Le soi-disant contrôle du chat n’est pas seulement controversé au sein de la population de l’UE. Entre-temps, même le service scientifique du Parlement européen et des personnalités politiques de tous bords ont critiqué le projet. Viennent ensuite les premiers appels visant à mettre sur la glace les instruments prévus dans le domaine de la communication numérique.
Le contrôle du chat n’est pas pratique
Avec le contrôle des chats, la Commission européenne veut prendre des mesures ciblées contre la diffusion de la pédopornographie sur Internet. Cette situation a suscité de nombreuses critiques depuis qu’elle a été connue. Aujourd’hui, le service scientifique du Parlement européen a également tiré la sonnette d’alarme, qualifiant le plan non seulement d’inefficace. Au contraire, affirme-t-il, cet outil de lutte contre la criminalité viole les droits fondamentaux des utilisateurs sur Internet. Cela ne saurait être justifié par la faible efficacité de la lutte contre la pédopornographie. Dans leur étude de 140 pages, les experts indiquent clairement que le contrôle du chat est susceptible d’augmenter le nombre de cas signalés de représentations d’abus. Le problème, cependant, est que l’instrument manque de précision. Cela garantit non seulement que de nombreux citoyens innocents soient ciblés par les autorités chargées de l’enquête. De plus, le travail impliqué risque tout simplement de submerger les enquêteurs responsables.
Cela signifie que les critiques ne proviennent plus uniquement des délégués à la protection des données de l’UE. Désormais, des voix s’élèvent également dans l’arène politique pour exiger que la Commission européenne retire la proposition le plus rapidement possible. À proprement parler, la technologie n’est tout simplement pas encore adaptée à son objectif. Après tout, cela ne repose pas uniquement sur la détection de représentations déjà connues. En outre, de nouveaux cas doivent également être détectés dans le cadre du processus de surveillance. Cependant, les experts estiment que le taux d’erreur est trop élevé, non seulement lorsqu’il s’agit de trouver de nouvelles images, mais également lorsqu’il s’agit de les préparer. Le toilettage se produit lorsque des adultes recherchent spécifiquement des contacts avec des mineurs sur des portails de discussion. Ici, le contrôle du chat manque tout simplement de précision. En outre, le service scientifique craint que des auteurs professionnels ne cherchent à accéder au darknet. Les retrouver là-bas prendrait alors beaucoup plus de temps pour les autorités chargées de l’enquête, déjà débordées.

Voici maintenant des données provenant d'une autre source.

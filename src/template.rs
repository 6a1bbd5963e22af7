use std::collections::HashMap;

use handlebars::Handlebars;
use once_cell::sync::Lazy;
use serde_json::{Value, json};

use crate::error::EngineError;

static HBS: Lazy<Handlebars<'static>> = Lazy::new(|| {
    let mut hbs = Handlebars::new();
    // rendered output leaves as plain WhatsApp text, never markup
    hbs.register_escape_fn(handlebars::no_escape);
    hbs
});

/// Renders a Handlebars template against a prepared context.
///
/// Templates written in the flow editor get access to:
/// - `contact`: `{{contact.name}}`, `{{contact.phone}}`
/// - `vars`: every variable captured by `input` nodes, e.g. `{{vars.email}}`
/// - `campaign`: `{{campaign.name}}` for campaign messages
///
/// Missing fields render as empty strings, so `Oi {{contact.name}}!` stays
/// usable for contacts without a stored name. A malformed template is a
/// configuration error of the flow or campaign that owns it.
pub fn render(template: &str, data: &Value) -> Result<String, EngineError> {
    HBS.render_template(template, data)
        .map_err(|e| EngineError::Template(e.to_string()))
}

/// Context for messages rendered inside a flow session.
pub fn conversation_context(
    contact_name: &str,
    contact_phone: &str,
    variables: &HashMap<String, String>,
) -> Value {
    json!({
        "contact": { "name": contact_name, "phone": contact_phone },
        "vars": variables,
    })
}

/// Context for campaign messages, one recipient at a time.
pub fn campaign_context(contact_name: &str, contact_phone: &str, campaign_name: &str) -> Value {
    json!({
        "contact": { "name": contact_name, "phone": contact_phone },
        "campaign": { "name": campaign_name },
    })
}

Aucune conservation générale des données autorisée
Mais ce ne sont pas toutes les critiques. En outre, le contrôle du chat entre dans le cadre de ce que l’on appelle la conservation générale des données. Ceci est interdit dans l’UE et compromettrait la possibilité de communications cryptées. Cela ne peut être justifié par la lutte contre la pédopornographie. Cependant, les experts trouvent également des mots positifs dans leur évaluation. Ils accueillent par exemple favorablement la proposition visant à créer un centre européen chargé de lutter contre la maltraitance des enfants. Face aux collègues de Golem.de, le délégué européen Patrick Breyer (Piraten) partage pleinement les propos du service scientifique.
Il se voit confirmé dans son évaluation initiale et affirme que «le contrôle prévu des messages et des chats à l’échelle de toute la zone (…) détruit le secret numérique de la correspondance» et viole la Charte des droits fondamentaux de l’UE. De plus, cela serait inefficace dans la lutte contre la pédopornographie, puisque les autorités chargées de l’enquête seraient confrontées à une masse gigantesque de signalements d’activités suspectes. Ainsi, la Commission européenne est confrontée à des pressions massives de toutes parts. Compte tenu de ces préoccupations, il est fort probable que le contrôle du chat ne soit pas appliqué dans l’UE. Du moins pas si aucun ajustement n’est apporté.